Copper-64

General
- Symbol: ^{64}Cu
- Names: copper-64
- Protons (Z): 29
- Neutrons (N): 35

Nuclide data
- Half-life (t_{1/2}): 12.700 h
- Isotope mass: 63.929764 Da
- Decay products: ^{64}Ni ^{64}Zn

Decay modes
- Decay mode: Decay energy (MeV)
- Beta-minus: 0.580
- Beta-plus (positron emission): 0.653
- Electron capture: 1.675

= Copper-64 =

Isotope of copper emitting both beta+ and beta- and used in PET scan

Copper-64 (^{64}Cu) is a positron- and beta-emitting isotope of copper (exhibiting both forms of beta decay), with applications in molecular radiotherapy and positron emission tomography. Its unusually long half-life (12.7 hours) for a positron-emitting isotope makes it increasingly useful when attached to various ligands for PET and PET-CT scanning.

==Properties==
^{64}Cu has a half-life of 12.70 hours and decays 61.5% of the time to ^{64}Ni, of which 17.5% is positron emission and 44% by electron capture, and 38.5% by beta decay to ^{64}Zn.
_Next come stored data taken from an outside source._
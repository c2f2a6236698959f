//! Error types for slot-engine operations.

use thiserror::Error;

/// Boxed error returned by external collaborators (busy sources, calendar writers).
pub type CollaboratorError = Box<dyn std::error::Error + Send + Sync + 'static>;

#[derive(Error, Debug)]
pub enum SlotError {
    #[error("Invalid duration: {0} minutes (must be positive)")]
    InvalidDuration(i64),

    #[error("Invalid working hours: start {start}, end {end} (need 0 <= start < end <= 23)")]
    InvalidWorkingHours { start: u32, end: u32 },

    #[error("Failed to fetch busy data for {participant}: {source}")]
    Fetch {
        participant: String,
        #[source]
        source: CollaboratorError,
    },

    #[error("No available time slots")]
    NoSlotsAvailable,

    #[error("Selected time slot is not available: {0}")]
    SlotUnavailable(String),

    #[error("Calendar booking failed: {0}")]
    Booking(#[source] CollaboratorError),

    #[error("Invalid configuration: {0}")]
    Config(String),
}

pub type Result<T> = std::result::Result<T, SlotError>;
//! Parse raw free/busy entries into absolute-time busy intervals.
//!
//! Calendar providers report busy periods as pairs of datetime strings in a
//! handful of encodings: RFC 3339 with a `Z` suffix, RFC 3339 with an explicit
//! offset, compact `+HHMM` offsets, and offset-less local strings. All of them
//! are converted to `DateTime<Utc>`. Offset-less values are taken to be UTC.
//!
//! Malformed entries are skipped one at a time and never abort normalization.

use chrono::{DateTime, NaiveDate, NaiveDateTime, Utc};
use serde::{Deserialize, Serialize};

use crate::types::BusyInterval;

/// One busy entry as reported by a calendar provider.
///
/// Both fields are optional so that entries with missing keys still
/// deserialize and can be skipped during normalization.
#[derive(Debug, Clone, Default, PartialEq, Eq, Serialize, Deserialize)]
pub struct RawBusyEntry {
    #[serde(default)]
    pub start: Option<String>,
    #[serde(default)]
    pub end: Option<String>,
}

impl RawBusyEntry {
    pub fn new(start: impl Into<String>, end: impl Into<String>) -> Self {
        Self {
            start: Some(start.into()),
            end: Some(end.into()),
        }
    }
}

/// Outcome of normalizing a batch of raw entries.
#[derive(Debug, Clone, Default, PartialEq)]
pub struct Normalized {
    pub intervals: Vec<BusyInterval>,
    pub skipped: usize,
}

const OFFSET_FORMATS: &[&str] = &["%Y-%m-%dT%H:%M:%S%.f%z", "%Y-%m-%d %H:%M:%S%.f%z"];

const NAIVE_FORMATS: &[&str] = &[
    "%Y-%m-%dT%H:%M:%S%.f",
    "%Y-%m-%d %H:%M:%S%.f",
    "%Y-%m-%dT%H:%M",
    "%Y-%m-%d %H:%M",
];

/// Parse a single datetime string into an absolute instant.
///
/// Returns `None` when the string matches none of the accepted encodings.
pub fn parse_instant(raw: &str) -> Option<DateTime<Utc>> {
    let s = raw.trim();
    if s.is_empty() {
        return None;
    }

    // RFC 3339 covers both the `Z` marker and `+HH:MM` offsets.
    if let Ok(dt) = DateTime::parse_from_rfc3339(s) {
        return Some(dt.with_timezone(&Utc));
    }
    for fmt in OFFSET_FORMATS {
        if let Ok(dt) = DateTime::parse_from_str(s, fmt) {
            return Some(dt.with_timezone(&Utc));
        }
    }
    for fmt in NAIVE_FORMATS {
        if let Ok(ndt) = NaiveDateTime::parse_from_str(s, fmt) {
            return Some(ndt.and_utc());
        }
    }
    // All-day busy blocks are sometimes reported as bare dates.
    NaiveDate::parse_from_str(s, "%Y-%m-%d")
        .ok()
        .and_then(|d| d.and_hms_opt(0, 0, 0))
        .map(|ndt| ndt.and_utc())
}

fn parse_entry(entry: &RawBusyEntry) -> Option<BusyInterval> {
    let start = parse_instant(entry.start.as_deref()?)?;
    let end = parse_instant(entry.end.as_deref()?)?;
    BusyInterval::new(start, end)
}

/// Normalize raw entries, reporting how many were skipped.
pub fn normalize_entries(entries: &[RawBusyEntry]) -> Normalized {
    let mut out = Normalized::default();
    for entry in entries {
        match parse_entry(entry) {
            Some(interval) => out.intervals.push(interval),
            None => {
                tracing::warn!(
                    start = ?entry.start,
                    end = ?entry.end,
                    "Skipping malformed busy entry"
                );
                out.skipped += 1;
            }
        }
    }
    out
}

/// Normalize raw entries into busy intervals. Output order is not guaranteed.
pub fn normalize_busy(entries: &[RawBusyEntry]) -> Vec<BusyInterval> {
    normalize_entries(entries).intervals
}

/// Leniently read a JSON array of busy entries.
///
/// Elements that are not objects with string `start`/`end` fields become empty
/// entries, which the normalizer then skips. Only a document that is not a JSON
/// array at all is an error.
pub fn entries_from_json(value: &serde_json::Value) -> Option<Vec<RawBusyEntry>> {
    let items = value.as_array()?;
    Some(
        items
            .iter()
            .map(|item| serde_json::from_value(item.clone()).unwrap_or_default())
            .collect(),
    )
}

#[cfg(test)]
mod tests {
    use super::*;
    use chrono::TimeZone;

    #[test]
    fn compact_offset_is_accepted() {
        let dt = parse_instant("2026-03-16T12:30:00+0330").unwrap();
        assert_eq!(dt, Utc.with_ymd_and_hms(2026, 3, 16, 9, 0, 0).unwrap());
    }

    #[test]
    fn minutes_only_naive_is_utc() {
        let dt = parse_instant("2026-03-16T09:15").unwrap();
        assert_eq!(dt, Utc.with_ymd_and_hms(2026, 3, 16, 9, 15, 0).unwrap());
    }

    #[test]
    fn garbage_is_rejected() {
        assert!(parse_instant("tomorrow-ish").is_none());
        assert!(parse_instant("   ").is_none());
        assert!(parse_instant("2026-13-01T00:00:00Z").is_none());
    }
}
The electron-capture branch emits a 1.346-MeV gamma ray in 0.472% of all decays, which could be used for tracing the isotope.

==Production==
Copper-64 can be produced by several different methods with the most common methods using either a reactor or a particle accelerator. Thermal neutrons can produce ^{64}Cu in low specific activity (the number of decays per second per amount of substance) and low yield through the ^{63}Cu(n,γ)^{64}Cu reaction. At the University of Missouri Research Reactor Center (MURR) ^{64}Cu was produced using high-energy neutrons via the ^{64}Zn(n,p)^{64}Cu nuclear reaction in high specific activity but low yield. Using a biomedical cyclotron the ^{64}Ni(p,n)^{64}Cu nuclear reaction can produce large quantities of the nuclide with high specific activity.

==Applications==
As a positron emitter, ^{64}Cu has been used to produce experimental and clinical radiopharmaceuticals for the imaging of a range of conditions. Its beta emissions also raise the possibility of therapeutic applications. Compared to typical PET radionuclides it has a relatively long half-life, which can be advantageous for therapy, and for imaging certain physiological processes.

===PET imaging===
====Bone metastases====
Experimental preclinical work has shown that ^{64}Cu linked to methanephosphonate functional groups has potential as a bone imaging agent.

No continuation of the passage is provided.